Between January and April 1929, Fleming and his collaborators Ridley and Craddock analyzed the efficacy of the substance called penicillin. He was called penicillin because mold was penicilium. Penicillin, which prevented the growth of many pathogenic organisms, also observed that it was not toxic to living cells. Against general antiseptic fleming. He seemed to have fulfilled the dream of his life. But unfortunately this did not happen. They soon lost hope. In the sessions held, it was detected that penicillin took more than four hours to kill bacteria and also, in the presence of blood sero, lost most of its activity. When the rabbits were put to life, in 30 minutes it disappeared from the blood. Fleming thought that continuing to work with penicillin was wasting time. Perhaps that is why he did not do the decisive animal protection test. The true strength of penicillin that would have taught him and Fleming did not realize the real importance of his discovery.
In May 1929 Fleming sent to publish his report on penicillin. He mentioned the antiseptic effect of penicillin, but did not do it enough. At present, the original "separates" of that article, 300,000 pesetas. around.
Fleming apparently lost interest in penicillin. From 1930 to 1940 he published 27 articles dedicated exclusively to penicillin, which studied its use for the production of selective crops. During these ten years Fleming used penicillin in traditional vaccine production for sale. He did not investigate further and showed no interest in penicillin research.
The penicillin boom comes mainly from the work of an Oxford group. The work began in 1938, when Ernt Chain was conducting a bibliographic research on natural bactericidal agents and learned about Fleming's report.

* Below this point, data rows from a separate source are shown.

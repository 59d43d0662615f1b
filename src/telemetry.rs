use anyhow::Context;
use tracing::{Subscriber, subscriber};
use tracing_bunyan_formatter::{BunyanFormattingLayer, JsonStorageLayer};
use tracing_log::LogTracer;
use tracing_subscriber::{EnvFilter, Registry, fmt::MakeWriter, layer::SubscriberExt};

/// Builds a bunyan JSON subscriber writing to `sink`.
///
/// `RUST_LOG` takes precedence over `env_filter` when set.
pub fn get_subscriber<Sink>(
    name: String,
    env_filter: String,
    sink: Sink,
) -> impl Subscriber + Send + Sync
where
    Sink: for<'a> MakeWriter<'a> + Send + Sync + 'static,
{
    let env_filter =
        EnvFilter::try_from_default_env().unwrap_or_else(|_| EnvFilter::new(env_filter));

    let formatting_layer = BunyanFormattingLayer::new(name, sink);

    Registry::default()
        .with(env_filter)
        .with(JsonStorageLayer)
        .with(formatting_layer)
}

// Fails if a global subscriber or logger is already installed
pub fn init_subscriber(subscriber: impl Subscriber + Send + Sync) -> Result<(), anyhow::Error> {
    LogTracer::init().context("Failed to set logger")?;
    subscriber::set_global_default(subscriber).context("Failed to set subscriber")?;
    Ok(())
}
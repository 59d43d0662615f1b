use crate::domain::{CommentRating, InvalidRating};

/// A comment that passed validation and has not been stored yet.
#[derive(Debug, Clone, PartialEq, Eq)]
pub struct NewComment {
    pub groomer_id: i32,
    pub user_id: i32,
    pub title: String,
    pub message: String,
    pub rating: CommentRating,
}

impl NewComment {
    pub fn new(
        groomer_id: i32,
        user_id: i32,
        title: String,
        message: String,
        rating: i32,
    ) -> Result<Self, InvalidRating> {
        Ok(Self {
            groomer_id,
            user_id,
            title,
            message,
            rating: CommentRating::parse(rating)?,
        })
    }
}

Chain was a chemist and had an interest in the world of enzymes. When he starts testing penicillin, he realizes his bactericidal strength and decides to do an animal protection test by contacting Florey. The test was conducted on 25 May 1940 and the results were very positive. The tests and results that were performed on people throughout 1941 were admirable.
The publication of the results of this work did not generate interest. Nor did it affect him much. He wrote that penicillin could be replaced by sulfonamide if it was synthesized.
Interest in Fleming penicillin rose in August 1942, when a friend became ill with meningitis. The sulfonamides were ineffective and when his friend was about to die, Fleming decided to try penicillin. He called Florey and asked him to explain how to use penicillin. The dying patient recovered quickly.
As a result and thanks to a letter sent by Almroth Wright, his advisor, to The Times, in which all the merit of penicillin was attributed to Fleming, Fleming was involved in a large advertising campaign. Until his death in 1955, he was a favorite character for the hero and the world press.
The causes of disproportionate diffusers are complex. One of them is Florey's harsh attitude to the press, because he did not want publicity. The journalists then rejected him. Another thing was the attitude of St. Mary's hospital in which Fleming worked. Journalists were accepted there. In addition, the dean of St. Mary, Churchill's physician, reinforced the press campaign. In 1942 the British government needed something to reinforce the morale of the population in the midst of the war. A fascinating drug like penicillin was an unbeatable opportunity to undertake this work. The Minister of Information launched a campaign on penicillin. Fleming was the character everyone wanted to meet and the press considered him a beloved child. The Oxford team was out of all this.
However, the Nobel Prize committee was able to raise more than journalists and awarded the 1944 Nobel Prize to Florey, Chain and Fleming.
Fleming is a good bacteriologist and competent who did great work, but in this topic penicillin received a disproportionate fame. Therefore, the intention of these lines has been to show the real image of this well-known scientist.